Authors: Becca Lee,Hot Tree Editing,Lm Creations
I raised my brows in question.
“I don’t know that for sure, but my gut tells me it is. I pissed him off a few years back, and I’m convinced he’s linked to something else I’m dealing with. He
will
stop poaching on our business, though. While he pleaded ignorant, he gave me enough to reassure me his game was over.”
I was confused as hell. I wasn’t cut out for espionage or any of this cloak and dagger crap. A good old fistfight I could handle, but at the end of the day, I was an architect—a pretty damn good one, at that—and I tried to leave my days of needing to fight for survival behind me. “So, are you thinking it was a message for you or something? Is that why he did it? To get you to notice?”
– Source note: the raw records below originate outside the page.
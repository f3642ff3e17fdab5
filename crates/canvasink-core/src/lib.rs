//! CanvasInk Core Library
//!
//! Platform-agnostic editing engine for the CanvasInk annotation canvas:
//! element model, undo history, stroke stabilization, shape geometry, crop
//! and tool dispatch. Rendering lives behind [`RasterBackend`].

pub mod background;
pub mod camera;
pub mod canvas;
pub mod config;
pub mod crop;
pub mod elements;
pub mod error;
pub mod geometry;
pub mod history;
pub mod input;
pub mod raster;
pub mod stabilizer;
pub mod tools;

pub use background::{Background, Filter};
pub use camera::Camera;
pub use canvas::{Canvas, ReplacementTicket};
pub use config::EngineConfig;
pub use crop::CropSelection;
pub use elements::{Element, ElementId, ElementKind, Scene, SerializableColor};
pub use error::{EngineError, EngineResult};
pub use geometry::{GeneratedShape, ShapeGeometry, generate_shape};
pub use history::{Document, History, ResourceRegistry};
pub use input::{KeyEvent, Modifiers, PointerEvent, Shortcut};
pub use raster::{RasterBackend, RasterRequest};
pub use stabilizer::{StabilizerSettings, StrokeStabilizer};
pub use tools::{ToolKind, ToolManager, ToolPhase, ToolStyle};
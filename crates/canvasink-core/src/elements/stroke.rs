//! Free-hand stroke element.

use super::SerializableColor;
use kurbo::{BezPath, Point, Vec2};
use serde::{Deserialize, Serialize};

/// Cap style at the ends of an open stroke.
#[derive(Debug, Clone, Copy, PartialEq, Eq, Default, Serialize, Deserialize)]
#[serde(rename_all = "snake_case")]
pub enum LineCap {
    Butt,
    #[default]
    Round,
    Square,
}

/// Join style between stroke segments.
#[derive(Debug, Clone, Copy, PartialEq, Eq, Default, Serialize, Deserialize)]
#[serde(rename_all = "snake_case")]
pub enum LineJoin {
    Miter,
    #[default]
    Round,
    Bevel,
}

/// How a stroke is composited onto the element layer.
#[derive(Debug, Clone, Copy, PartialEq, Eq, Default, Serialize, Deserialize)]
#[serde(rename_all = "snake_case")]
pub enum CompositeMode {
    /// Source-over.
    #[default]
    Normal,
    /// Destination-out: removes what lies beneath.
    Erase,
}

fn default_opacity() -> f64 {
    1.0
}

/// A free-hand polyline.
#[derive(Debug, Clone, PartialEq, Serialize, Deserialize)]
pub struct StrokeElement {
    /// Points in canvas coordinates.
    pub points: Vec<Point>,
    pub color: SerializableColor,
    pub stroke_width: f64,
    /// Overall opacity (0.0 = fully transparent, 1.0 = fully opaque).
    #[serde(default = "default_opacity")]
    pub opacity: f64,
    /// Curve smoothing factor; 0 draws straight segments.
    #[serde(default)]
    pub tension: f64,
    #[serde(default)]
    pub line_cap: LineCap,
    #[serde(default)]
    pub line_join: LineJoin,
    #[serde(default)]
    pub composite_mode: CompositeMode,
    /// Whether the path is closed back to its first point.
    #[serde(default)]
    pub closed: bool,
    /// Fill color, only used when `closed`.
    #[serde(default, skip_serializing_if = "Option::is_none")]
    pub fill_color: Option<SerializableColor>,
}

impl StrokeElement {
    /// Default brush width in pixels.
    pub const DEFAULT_WIDTH: f64 = 4.0;

    /// Create a stroke with default styling.
    pub fn new(points: Vec<Point>) -> Self {
        Self {
            points,
            color: SerializableColor::black(),
            stroke_width: Self::DEFAULT_WIDTH,
            opacity: 1.0,
            tension: 0.0,
            line_cap: LineCap::default(),
            line_join: LineJoin::default(),
            composite_mode: CompositeMode::Normal,
            closed: false,
            fill_color: None,
        }
    }

    pub fn is_eraser(&self) -> bool {
        self.composite_mode == CompositeMode::Erase
    }

    pub fn len(&self) -> usize {
        self.points.len()
    }

    pub fn is_empty(&self) -> bool {
        self.points.is_empty()
    }

    pub fn translate(&mut self, delta: Vec2) {
        for point in &mut self.points {
            *point += delta;
        }
    }

    /// Fill color in effect, if the stroke is closed and has one.
    pub fn effective_fill(&self) -> Option<SerializableColor> {
        if self.closed { self.fill_color } else { None }
    }

    /// Path through the points.
    ///
    /// With a non-zero tension the points are joined by a cardinal spline:
    /// quadratic end segments and cubic interior segments.
    pub fn to_path(&self) -> BezPath {
        let mut path = BezPath::new();
        let Some(&first) = self.points.first() else {
            return path;
        };
        path.move_to(first);

        if self.tension <= 0.0 || self.points.len() < 3 {
            for point in self.points.iter().skip(1) {
                path.line_to(*point);
            }
        } else {
            let controls: Vec<(Point, Point)> = self
                .points
                .windows(3)
                .map(|w| control_points(w[0], w[1], w[2], self.tension))
                .collect();
            let n = self.points.len();
            path.quad_to(controls[0].0, self.points[1]);
            for i in 1..n - 2 {
                path.curve_to(controls[i - 1].1, controls[i].0, self.points[i + 1]);
            }
            path.quad_to(controls[n - 3].1, self.points[n - 1]);
        }

        if self.closed {
            path.close_path();
        }
        path
    }
}

/// Incoming and outgoing control points around `p1`.
fn control_points(p0: Point, p1: Point, p2: Point, tension: f64) -> (Point, Point) {
    let d01 = p0.distance(p1);
    let d12 = p1.distance(p2);
    let total = d01 + d12;
    if total < f64::EPSILON {
        return (p1, p1);
    }
    let fa = tension * d01 / total;
    let fb = tension * d12 / total;
    let span = p2 - p0;
    (p1 - span * fa, p1 + span * fb)
}
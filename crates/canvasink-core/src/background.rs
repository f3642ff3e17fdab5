//! Background raster and pixel filters.

use crate::error::EngineResult;
use image::{DynamicImage, RgbaImage, imageops};
use kurbo::{Rect, Size};
use serde::{Deserialize, Serialize};
use std::sync::Arc;

/// Whole-image filter applied to the background raster.
#[derive(Debug, Clone, Copy, PartialEq, Serialize, Deserialize)]
#[serde(tag = "filter", content = "amount", rename_all = "snake_case")]
pub enum Filter {
    Grayscale,
    Invert,
    /// Additive brightness change per channel.
    Brightness(i32),
    /// Contrast adjustment in percent; negative values reduce contrast.
    Contrast(f32),
    /// Gaussian blur sigma.
    Blur(f32),
}

impl Filter {
    /// Apply this filter, producing a new buffer.
    pub fn apply(&self, image: &RgbaImage) -> RgbaImage {
        match *self {
            Filter::Grayscale => DynamicImage::ImageRgba8(image.clone()).grayscale().into_rgba8(),
            Filter::Invert => {
                let mut out = image.clone();
                imageops::invert(&mut out);
                out
            }
            Filter::Brightness(value) => imageops::brighten(image, value),
            Filter::Contrast(value) => imageops::contrast(image, value),
            Filter::Blur(sigma) if sigma > 0.0 => imageops::blur(image, sigma),
            Filter::Blur(_) => image.clone(),
        }
    }
}

/// Immutable background raster, drawn at 1:1 from the canvas origin.
///
/// Pixels are shared between history snapshots; every edit produces a new
/// buffer.
#[derive(Debug, Clone, PartialEq)]
pub struct Background {
    image: Arc<RgbaImage>,
}

impl Background {
    pub fn new(image: RgbaImage) -> Self {
        Self {
            image: Arc::new(image),
        }
    }

    /// Decode an encoded bitmap (PNG, JPEG, WebP) handed over by the host.
    pub fn from_bytes(bytes: &[u8]) -> EngineResult<Self> {
        let image = image::load_from_memory(bytes)?;
        Ok(Self::new(image.into_rgba8()))
    }

    pub fn image(&self) -> &RgbaImage {
        &self.image
    }

    pub fn width(&self) -> u32 {
        self.image.width()
    }

    pub fn height(&self) -> u32 {
        self.image.height()
    }

    pub fn size(&self) -> Size {
        Size::new(self.width() as f64, self.height() as f64)
    }

    /// Copy the sub-region `rect` into a new buffer of the same pixel size.
    ///
    /// No resampling happens; the rect is snapped to whole pixels. Parts of
    /// the rect outside the raster stay transparent.
    pub fn crop(&self, rect: Rect) -> Self {
        let x = rect.x0.round().max(0.0) as u32;
        let y = rect.y0.round().max(0.0) as u32;
        let width = rect.width().round().max(0.0) as u32;
        let height = rect.height().round().max(0.0) as u32;

        let mut out = RgbaImage::new(width, height);
        let region = imageops::crop_imm(self.image.as_ref(), x, y, width, height).to_image();
        imageops::replace(&mut out, &region, 0, 0);
        Self::new(out)
    }

    /// Apply a filter, producing a new background.
    pub fn filtered(&self, filter: Filter) -> Self {
        Self::new(filter.apply(&self.image))
    }

    /// Whether two backgrounds share the same pixel buffer.
    pub fn shares_pixels(&self, other: &Background) -> bool {
        Arc::ptr_eq(&self.image, &other.image)
    }
}
//! Renderer errors and per-export options.

use canvasink_core::SerializableColor;
use peniko::Color;
use thiserror::Error;

/// Renderer errors.
#[derive(Debug, Error)]
pub enum RendererError {
    #[error("Initialization failed: {0}")]
    InitFailed(String),
    #[error("Font error: {0}")]
    Font(String),
}

/// Result type for renderer operations.
pub type RenderResult<T> = Result<T, RendererError>;

/// Options for a single export.
#[derive(Debug, Clone, PartialEq)]
pub struct RenderOptions {
    /// Color under everything, including the background raster.
    /// `None` leaves uncovered pixels transparent.
    pub clear_color: Option<Color>,
    /// Draw a crossed box for images whose pixels were never supplied.
    pub image_placeholders: bool,
}

impl Default for RenderOptions {
    fn default() -> Self {
        Self {
            clear_color: None,
            image_placeholders: true,
        }
    }
}

impl RenderOptions {
    /// Set the clear color.
    pub fn with_clear_color(mut self, color: Color) -> Self {
        self.clear_color = Some(color);
        self
    }

    pub fn with_image_placeholders(mut self, enabled: bool) -> Self {
        self.image_placeholders = enabled;
        self
    }

    pub(crate) fn clear_rgba(&self) -> Option<SerializableColor> {
        self.clear_color.map(SerializableColor::from)
    }
}
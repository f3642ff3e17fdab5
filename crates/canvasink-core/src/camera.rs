//! Pan/zoom view state for the hosted canvas.

use kurbo::{Affine, Point, Size, Vec2};
use serde::{Deserialize, Serialize};

/// View transform between host screen space and canvas space.
///
/// The engine itself works in canvas coordinates; the host uses the camera
/// to translate pointer positions and to lay out the rendered bitmap.
#[derive(Debug, Clone, PartialEq, Serialize, Deserialize)]
pub struct Camera {
    /// Current translation offset (pan)
    pub offset: Vec2,
    /// Current zoom level (1.0 = one canvas pixel per screen pixel)
    pub zoom: f64,
    /// Minimum allowed zoom level
    pub min_zoom: f64,
    /// Maximum allowed zoom level
    pub max_zoom: f64,
}

impl Default for Camera {
    fn default() -> Self {
        Self {
            offset: Vec2::ZERO,
            zoom: 1.0,
            min_zoom: 0.1,
            max_zoom: 8.0,
        }
    }
}

impl Camera {
    /// Create a new camera with identity view.
    pub fn new() -> Self {
        Self::default()
    }

    /// Canvas-to-screen transform.
    pub fn transform(&self) -> Affine {
        Affine::translate(self.offset) * Affine::scale(self.zoom)
    }

    /// Screen-to-canvas transform.
    pub fn inverse_transform(&self) -> Affine {
        Affine::scale(1.0 / self.zoom) * Affine::translate(-self.offset)
    }

    pub fn screen_to_canvas(&self, screen_point: Point) -> Point {
        self.inverse_transform() * screen_point
    }

    pub fn canvas_to_screen(&self, canvas_point: Point) -> Point {
        self.transform() * canvas_point
    }

    /// Pan the camera by a delta in screen coordinates.
    pub fn pan(&mut self, delta: Vec2) {
        self.offset += delta;
    }

    /// Zoom, keeping the given screen point fixed.
    pub fn zoom_at(&mut self, screen_point: Point, factor: f64) {
        let new_zoom = (self.zoom * factor).clamp(self.min_zoom, self.max_zoom);
        if (new_zoom - self.zoom).abs() < f64::EPSILON {
            return;
        }

        let anchor = self.screen_to_canvas(screen_point);
        self.zoom = new_zoom;
        self.offset += screen_point - self.canvas_to_screen(anchor);
    }

    /// Back to identity pan/zoom.
    pub fn reset(&mut self) {
        self.offset = Vec2::ZERO;
        self.zoom = 1.0;
    }

    pub fn is_identity(&self) -> bool {
        self.offset == Vec2::ZERO && (self.zoom - 1.0).abs() < f64::EPSILON
    }

    /// Scale and center a canvas of `canvas` size inside `viewport`.
    pub fn fit_canvas(&mut self, canvas: Size, viewport: Size) {
        if canvas.is_zero_area() {
            self.reset();
            return;
        }
        let scale = (viewport.width / canvas.width).min(viewport.height / canvas.height);
        self.zoom = scale.clamp(self.min_zoom, self.max_zoom);
        self.offset = Vec2::new(
            (viewport.width - canvas.width * self.zoom) / 2.0,
            (viewport.height - canvas.height * self.zoom) / 2.0,
        );
    }
}
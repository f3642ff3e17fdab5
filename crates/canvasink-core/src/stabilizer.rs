//! Stroke stabilization for free-hand drawing.
//!
//! Each raw pointer sample pulls the smoothed pen position a fraction of the
//! way towards it. Stronger settings pull less per sample; the factor never
//! drops below [`MIN_FACTOR`], which bounds how far the pen can trail.

use kurbo::Point;
use serde::{Deserialize, Serialize};

/// Smallest per-sample interpolation factor.
pub const MIN_FACTOR: f64 = 0.15;

/// Samples closer than this to the last path point replace it instead of
/// extending the path.
pub const COALESCE_DISTANCE: f64 = 0.3;

/// Catch-up stops once the pen is this close to the release point.
pub const CATCH_UP_TOLERANCE: f64 = 0.5;

/// Upper bound on catch-up iterations.
pub const MAX_CATCH_UP_STEPS: usize = 12;

/// User-facing stabilizer settings.
#[derive(Debug, Clone, Copy, PartialEq, Serialize, Deserialize)]
#[serde(default)]
pub struct StabilizerSettings {
    pub enabled: bool,
    /// 0 = no smoothing, 100 = maximum smoothing.
    pub strength: f64,
}

impl Default for StabilizerSettings {
    fn default() -> Self {
        Self {
            enabled: true,
            strength: 50.0,
        }
    }
}

impl StabilizerSettings {
    pub fn new(enabled: bool, strength: f64) -> Self {
        Self {
            enabled,
            strength: strength.clamp(0.0, 100.0),
        }
    }

    /// Fraction of the remaining distance covered per sample.
    pub fn factor(&self) -> f64 {
        let strength = self.strength.clamp(0.0, 100.0);
        (1.0 - (strength / 100.0) * 0.85).max(MIN_FACTOR)
    }
}

/// Move `from` towards `to` by `factor` of the distance.
pub fn lerp_towards(from: Point, to: Point, factor: f64) -> Point {
    from.lerp(to, factor)
}

/// Builds the path of one in-progress stroke.
#[derive(Debug, Clone)]
pub struct StrokeStabilizer {
    settings: StabilizerSettings,
    /// Raw samples are used verbatim (eraser, or stabilization disabled).
    passthrough: bool,
    smoothed: Point,
    last_raw: Point,
    points: Vec<Point>,
}

impl StrokeStabilizer {
    /// Start a stroke at `start`.
    pub fn begin(start: Point, settings: StabilizerSettings, eraser: bool) -> Self {
        Self {
            settings,
            passthrough: eraser || !settings.enabled,
            smoothed: start,
            last_raw: start,
            points: vec![start],
        }
    }

    /// Feed one raw pointer sample.
    pub fn push(&mut self, raw: Point) {
        self.last_raw = raw;
        if self.passthrough {
            self.points.push(raw);
            return;
        }

        let next = lerp_towards(self.smoothed, raw, self.settings.factor());
        match self.points.last_mut() {
            Some(last) if last.distance(next) < COALESCE_DISTANCE => *last = next,
            _ => self.points.push(next),
        }
        self.smoothed = next;
    }

    /// Current smoothed pen position.
    pub fn smoothed(&self) -> Point {
        self.smoothed
    }

    /// Path built so far, for live preview.
    pub fn points(&self) -> &[Point] {
        &self.points
    }

    pub fn len(&self) -> usize {
        self.points.len()
    }

    pub fn is_empty(&self) -> bool {
        self.points.is_empty()
    }

    /// Pull the pen towards `target` until it is within tolerance.
    ///
    /// Returns the number of catch-up points appended.
    pub fn catch_up(&mut self, target: Point) -> usize {
        let factor = self.settings.factor();
        let mut steps = 0;
        while steps < MAX_CATCH_UP_STEPS && self.smoothed.distance(target) > CATCH_UP_TOLERANCE {
            self.smoothed = lerp_towards(self.smoothed, target, factor);
            self.points.push(self.smoothed);
            steps += 1;
        }
        steps
    }

    /// Finish the stroke at the release position.
    ///
    /// Returns `None` when fewer than two points were produced.
    pub fn finish(mut self, release: Option<Point>) -> Option<Vec<Point>> {
        let target = release.unwrap_or(self.last_raw);
        if self.passthrough {
            if release.is_some_and(|p| self.points.last() != Some(&p)) {
                self.points.push(target);
            }
        } else {
            self.catch_up(target);
        }

        if self.points.len() < 2 {
            log::debug!("discarding stroke with {} point(s)", self.points.len());
            return None;
        }
        Some(self.points)
    }
}

#[cfg(test)]
mod tests {
    use super::*;

    #[test]
    fn test_factor_bounds() {
        assert!((StabilizerSettings::new(true, 0.0).factor() - 1.0).abs() < 1e-12);
        assert!((StabilizerSettings::new(true, 100.0).factor() - MIN_FACTOR).abs() < 1e-12);
        assert!((StabilizerSettings::new(true, 80.0).factor() - 0.32).abs() < 1e-12);
        // Out-of-range strength is clamped.
        assert!((StabilizerSettings { enabled: true, strength: 500.0 }.factor() - MIN_FACTOR).abs() < 1e-12);
    }

    #[test]
    fn test_smoothing_lags_behind_raw() {
        let mut stabilizer =
            StrokeStabilizer::begin(Point::ZERO, StabilizerSettings::new(true, 50.0), false);
        stabilizer.push(Point::new(100.0, 0.0));
        let factor = StabilizerSettings::new(true, 50.0).factor();
        assert!((stabilizer.smoothed().x - 100.0 * factor).abs() < 1e-9);
        assert_eq!(stabilizer.len(), 2);
    }

    #[test]
    fn test_near_duplicate_samples_coalesce() {
        let mut stabilizer =
            StrokeStabilizer::begin(Point::ZERO, StabilizerSettings::new(true, 0.0), false);
        stabilizer.push(Point::new(10.0, 0.0));
        stabilizer.push(Point::new(10.1, 0.0));
        stabilizer.push(Point::new(10.2, 0.0));
        assert_eq!(stabilizer.len(), 2);
        assert!((stabilizer.points()[1].x - 10.2).abs() < 1e-9);
    }

    #[test]
    fn test_catch_up_converges() {
        let settings = StabilizerSettings::new(true, 80.0);
        let mut stabilizer = StrokeStabilizer::begin(Point::ZERO, settings, false);
        let target = Point::new(30.0, 40.0);
        let steps = stabilizer.catch_up(target);
        assert!(steps <= MAX_CATCH_UP_STEPS);
        assert!(stabilizer.smoothed().distance(target) <= CATCH_UP_TOLERANCE);
    }

    #[test]
    fn test_catch_up_is_bounded() {
        let settings = StabilizerSettings::new(true, 100.0);
        let mut stabilizer = StrokeStabilizer::begin(Point::ZERO, settings, false);
        let steps = stabilizer.catch_up(Point::new(10_000.0, 0.0));
        assert_eq!(steps, MAX_CATCH_UP_STEPS);
    }

    #[test]
    fn test_finish_reaches_release_point() {
        let settings = StabilizerSettings::new(true, 60.0);
        let mut stabilizer = StrokeStabilizer::begin(Point::ZERO, settings, false);
        for i in 1..=10 {
            stabilizer.push(Point::new(i as f64 * 3.0, 0.0));
        }
        let points = stabilizer.finish(Some(Point::new(30.0, 0.0))).unwrap();
        let last = points.last().unwrap();
        assert!(last.distance(Point::new(30.0, 0.0)) <= CATCH_UP_TOLERANCE);
    }

    #[test]
    fn test_single_point_discarded() {
        let stabilizer =
            StrokeStabilizer::begin(Point::new(5.0, 5.0), StabilizerSettings::default(), false);
        assert!(stabilizer.finish(None).is_none());
    }

    #[test]
    fn test_eraser_uses_raw_points() {
        let mut stabilizer =
            StrokeStabilizer::begin(Point::ZERO, StabilizerSettings::new(true, 90.0), true);
        stabilizer.push(Point::new(7.0, 3.0));
        stabilizer.push(Point::new(7.1, 3.0));
        let points = stabilizer.finish(Some(Point::new(7.1, 3.0))).unwrap();
        assert_eq!(
            points,
            vec![Point::ZERO, Point::new(7.0, 3.0), Point::new(7.1, 3.0)]
        );
    }

    #[test]
    fn test_disabled_stabilizer_is_passthrough() {
        let mut stabilizer =
            StrokeStabilizer::begin(Point::ZERO, StabilizerSettings::new(false, 90.0), false);
        stabilizer.push(Point::new(50.0, 50.0));
        assert_eq!(stabilizer.points()[1], Point::new(50.0, 50.0));
    }
}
He shrugged. “Possibly. Either way, he has my attention.”
“You know this sounds like some dodgy spy movie or something, right?” I laughed and took a gulp of beer. “So, what was with the ‘work from home’ order? Jo’s all freaked out.”
“Sorry, it was just a precaution. Wait twenty-four hours, though, just in case. That’ll give me enough time to check something out. Okay?”
I knew he was just looking out for us, so I agreed with a bob of my head. “You going to stay to eat?”
“Nope.” He drained his drink. “Thanks, though. I have somewhere I need to be.” He stood and headed toward the door. “Make sure you sit on Jo and tell her twenty-four hours.” He grinned, turned and left.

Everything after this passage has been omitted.